WHAT YOU WILL DO: Beneath this task are records; count how many lines include the string "PathBuf" and answer with that number alone.

Extracted data entries

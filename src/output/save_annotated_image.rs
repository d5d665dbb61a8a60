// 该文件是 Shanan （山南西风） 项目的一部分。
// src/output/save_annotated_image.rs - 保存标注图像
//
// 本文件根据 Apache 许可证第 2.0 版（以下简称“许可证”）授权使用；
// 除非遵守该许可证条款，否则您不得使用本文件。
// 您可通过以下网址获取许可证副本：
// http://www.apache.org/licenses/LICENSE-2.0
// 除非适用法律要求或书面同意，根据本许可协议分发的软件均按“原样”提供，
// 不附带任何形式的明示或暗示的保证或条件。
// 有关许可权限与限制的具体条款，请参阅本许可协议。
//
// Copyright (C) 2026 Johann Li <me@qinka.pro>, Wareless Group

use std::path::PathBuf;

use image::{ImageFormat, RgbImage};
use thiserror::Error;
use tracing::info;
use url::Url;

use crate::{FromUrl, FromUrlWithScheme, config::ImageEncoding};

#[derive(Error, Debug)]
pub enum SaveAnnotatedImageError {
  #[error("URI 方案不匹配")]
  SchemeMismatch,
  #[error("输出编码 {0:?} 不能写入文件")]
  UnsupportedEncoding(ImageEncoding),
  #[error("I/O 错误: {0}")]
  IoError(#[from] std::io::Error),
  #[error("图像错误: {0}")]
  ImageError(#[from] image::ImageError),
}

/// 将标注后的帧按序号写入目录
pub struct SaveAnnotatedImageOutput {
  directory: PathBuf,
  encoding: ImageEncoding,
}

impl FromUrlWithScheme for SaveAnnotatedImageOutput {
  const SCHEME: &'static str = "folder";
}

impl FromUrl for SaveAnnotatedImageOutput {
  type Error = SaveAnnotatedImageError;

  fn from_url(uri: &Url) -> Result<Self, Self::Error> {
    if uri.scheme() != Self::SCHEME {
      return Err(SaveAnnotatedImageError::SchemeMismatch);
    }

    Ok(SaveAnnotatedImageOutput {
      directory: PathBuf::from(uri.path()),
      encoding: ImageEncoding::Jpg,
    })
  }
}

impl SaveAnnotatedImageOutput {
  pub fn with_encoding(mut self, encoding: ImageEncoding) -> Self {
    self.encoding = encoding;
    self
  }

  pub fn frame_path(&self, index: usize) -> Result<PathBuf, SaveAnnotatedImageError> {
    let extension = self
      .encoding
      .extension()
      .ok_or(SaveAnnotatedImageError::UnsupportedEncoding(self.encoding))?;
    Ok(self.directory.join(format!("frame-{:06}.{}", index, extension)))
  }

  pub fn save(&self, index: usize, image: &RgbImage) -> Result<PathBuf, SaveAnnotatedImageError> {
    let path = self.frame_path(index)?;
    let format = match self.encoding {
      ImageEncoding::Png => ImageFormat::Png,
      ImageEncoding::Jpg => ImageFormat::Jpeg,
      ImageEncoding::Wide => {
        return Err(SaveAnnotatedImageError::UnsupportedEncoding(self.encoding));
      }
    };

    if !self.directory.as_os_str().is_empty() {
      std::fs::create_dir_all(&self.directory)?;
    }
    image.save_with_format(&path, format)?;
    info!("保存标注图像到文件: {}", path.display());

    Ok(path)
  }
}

ANSWER SECTION: 5